Dia menjelaskan, setelah melakukan diskusi di sesi Retreat, para pemimpin ASEAN memutuskan, Lima Poin Konsensus tetap menjadi rujukan utama dalam penanganan isu Myanmar. Para pemimpin ASEAN juga sepakat untuk membentuk troika yang terdiri atas ketua ASEAN saat ini, sebelumnya, dan yang akan datang. “Keterwakilan non-politis Myanmar dipertahankan,” kata Retno.
Pada hari terakhir KTT ASEAN, Presiden Jokowi mengatakan, ASEAN akan terus melanjutkan upayanya untuk dapat mengatasi krisis di Myanmar. Menurutnya, upaya untuk menciptakan perdamaian selalu butuh waktu yang panjang.

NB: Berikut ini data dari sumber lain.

//! Connection configuration.
//!
//! Raw parameters arrive as [`ConnectionSettings`] (every field optional, as read from CLI flags
//! or `DB_*` environment variables) and are resolved once into a validated [`ConnectionConfig`]
//! that is passed explicitly to [`crate::loading::connect`].

use std::fmt;
use std::str::FromStr;

use crate::error::{ImportError, ImportResult};

pub const ENV_DRIVER: &str = "DB_DRIVER";
pub const ENV_SERVER: &str = "DB_SERVER";
pub const ENV_DATABASE: &str = "DB_NAME";
pub const ENV_USERNAME: &str = "DB_USERNAME";
pub const ENV_PASSWORD: &str = "DB_PASSWORD";
pub const ENV_ENCRYPT: &str = "DB_ENCRYPT";

/// Database backend used for the destination table.
#[derive(Debug, Clone, Copy, PartialEq, Eq)]
pub enum Driver {
    /// Local DuckDB database file (or `:memory:`).
    DuckDb,
    /// PostgreSQL server, reached through DuckDB's `postgres` extension.
    Postgres,
}

impl FromStr for Driver {
    type Err = ImportError;

    fn from_str(s: &str) -> Result<Self, Self::Err> {
        match s.trim().to_ascii_lowercase().as_str() {
            "duckdb" => Ok(Self::DuckDb),
            "postgres" | "postgresql" | "pg" => Ok(Self::Postgres),
            other => Err(ImportError::InvalidConfig {
                message: format!("{ENV_DRIVER}: unknown driver '{other}' (expected duckdb or postgres)"),
            }),
        }
    }
}

impl fmt::Display for Driver {
    fn fmt(&self, f: &mut fmt::Formatter<'_>) -> fmt::Result {
        match self {
            Driver::DuckDb => f.write_str("duckdb"),
            Driver::Postgres => f.write_str("postgres"),
        }
    }
}

/// Host and optional port of a database server.
#[derive(Debug, Clone, PartialEq, Eq)]
pub struct ServerAddress {
    pub host: String,
    pub port: Option<u16>,
}

impl FromStr for ServerAddress {
    type Err = ImportError;

    /// Accepts `host`, `host:port` and the `host,port` form used by SQL Server tooling.
    fn from_str(s: &str) -> Result<Self, Self::Err> {
        let s = s.trim();
        let split = s
            .split_once(',')
            .or_else(|| (s.matches(':').count() == 1).then(|| s.split_once(':')).flatten());

        let (host, port) = match split {
            Some((host, port)) => {
                let port = port.trim().parse::<u16>().map_err(|e| ImportError::InvalidConfig {
                    message: format!("{ENV_SERVER}: invalid port '{port}': {e}"),
                })?;
                (host.trim(), Some(port))
            }
            None => (s, None),
        };

        if host.is_empty() {
            return Err(ImportError::InvalidConfig {
                message: format!("{ENV_SERVER}: host is empty"),
            });
        }
        Ok(Self {
            host: host.to_string(),
            port,
        })
    }
}

/// Unvalidated connection parameters.
#[derive(Clone, Default, PartialEq, Eq)]
pub struct ConnectionSettings {
    pub driver: Option<String>,
    pub server: Option<String>,
    pub database: Option<String>,
    pub username: Option<String>,
    pub password: Option<String>,
    pub encrypt: Option<String>,
}

impl fmt::Debug for ConnectionSettings {
    fn fmt(&self, f: &mut fmt::Formatter<'_>) -> fmt::Result {
        f.debug_struct("ConnectionSettings")
            .field("driver", &self.driver)
            .field("server", &self.server)
            .field("database", &self.database)
            .field("username", &self.username)
            .field("password_set", &self.password.is_some())
            .field("encrypt", &self.encrypt)
            .finish()
    }
}

impl ConnectionSettings {
    /// Validate the settings.
    ///
    /// `DB_DRIVER` and `DB_NAME` are always required. The `postgres` driver additionally
    /// requires server, username, password and encrypt flag. Every missing parameter is reported
    /// at once in [`ImportError::MissingConfig`]; blank values count as missing.
    pub fn resolve(&self) -> ImportResult<ConnectionConfig> {
        let driver = present(&self.driver);
        let database = present(&self.database);
        let server = present(&self.server);
        let username = present(&self.username);
        let password = present(&self.password);
        let encrypt = present(&self.encrypt);

        let driver = driver.map(Driver::from_str).transpose()?;

        let mut missing = Vec::new();
        if driver.is_none() {
            missing.push(ENV_DRIVER);
        }
        if database.is_none() {
            missing.push(ENV_DATABASE);
        }
        if driver == Some(Driver::Postgres) {
            for (name, value) in [
                (ENV_SERVER, server),
                (ENV_USERNAME, username),
                (ENV_PASSWORD, password),
                (ENV_ENCRYPT, encrypt),
            ] {
                if value.is_none() {
                    missing.push(name);
                }
            }
        }
        if !missing.is_empty() {
            return Err(ImportError::MissingConfig { missing });
        }

        let (Some(driver), Some(database)) = (driver, database) else {
            return Err(ImportError::MissingConfig {
                missing: vec![ENV_DRIVER, ENV_DATABASE],
            });
        };

        let server = server.map(ServerAddress::from_str).transpose()?;
        let encrypt = match encrypt {
            Some(raw) => parse_flag(raw).map_err(|message| ImportError::InvalidConfig {
                message: format!("{ENV_ENCRYPT}: {message} (raw='{raw}')"),
            })?,
            None => false,
        };

        Ok(ConnectionConfig {
            driver,
            server,
            database: database.to_string(),
            username: username.map(str::to_string),
            password: password.map(str::to_string),
            encrypt,
        })
    }
}

fn present(v: &Option<String>) -> Option<&str> {
    v.as_deref().map(str::trim).filter(|s| !s.is_empty())
}

/// Parse a yes/no style flag.
pub fn parse_flag(s: &str) -> Result<bool, String> {
    match s.trim().to_ascii_lowercase().as_str() {
        "true" | "t" | "1" | "yes" | "y" | "mandatory" | "strict" => Ok(true),
        "false" | "f" | "0" | "no" | "n" | "optional" => Ok(false),
        _ => Err("expected flag (true/false/1/0/yes/no/mandatory/optional)".to_string()),
    }
}

/// Validated connection parameters, built once at startup.
#[derive(Clone, PartialEq, Eq)]
pub struct ConnectionConfig {
    pub driver: Driver,
    /// Server address; `None` for the `duckdb` driver.
    pub server: Option<ServerAddress>,
    /// Database name (`postgres`) or database file path (`duckdb`, `:memory:` allowed).
    pub database: String,
    pub username: Option<String>,
    pub password: Option<String>,
    /// Require TLS to the server.
    pub encrypt: bool,
}

impl ConnectionConfig {
    /// Configuration for a local DuckDB database at `path`.
    pub fn duckdb(path: impl Into<String>) -> Self {
        Self {
            driver: Driver::DuckDb,
            server: None,
            database: path.into(),
            username: None,
            password: None,
            encrypt: false,
        }
    }

    /// Human-readable target, without credentials.
    pub fn describe(&self) -> String {
        match (&self.driver, &self.server) {
            (Driver::Postgres, Some(server)) => match server.port {
                Some(port) => format!("postgres://{}:{port}/{}", server.host, self.database),
                None => format!("postgres://{}/{}", server.host, self.database),
            },
            _ => format!("{}:{}", self.driver, self.database),
        }
    }
}

impl fmt::Debug for ConnectionConfig {
    fn fmt(&self, f: &mut fmt::Formatter<'_>) -> fmt::Result {
        f.debug_struct("ConnectionConfig")
            .field("driver", &self.driver)
            .field("server", &self.server)
            .field("database", &self.database)
            .field("username", &self.username)
            .field("password_set", &self.password.is_some())
            .field("encrypt", &self.encrypt)
            .finish()
    }
}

Jokowi mengungkapkan, selama keketuaan Indonesia, ASEAN telah melakukan 145 keterlibatan dengan 70 pemangku kepentingan di Myanmar. Dia mengklaim, kepercayaan di antara para pihak di Myanmar mulai tumbuh.
“Ini akan kita lanjutkan. Memang untuk menciptakan perdamaian selalu butuh waktu yang panjang,” ucap Jokowi saat memberikan keterangan pers sesuai acara penutupan KTT ASEAN ke-43 di JCC, Senayan, 7 September 2023.
“Tapi tidak apa, kita harus terus melakukan, kita harus terus berjuang. Dan ASEAN tidak akan tersandera oleh isu Myanmar. Kapal ASEAN harus terus melaju untuk mewujudkan perdamaian, mewujudkan stabilitas, kemakmuran,” tambah Jokowi.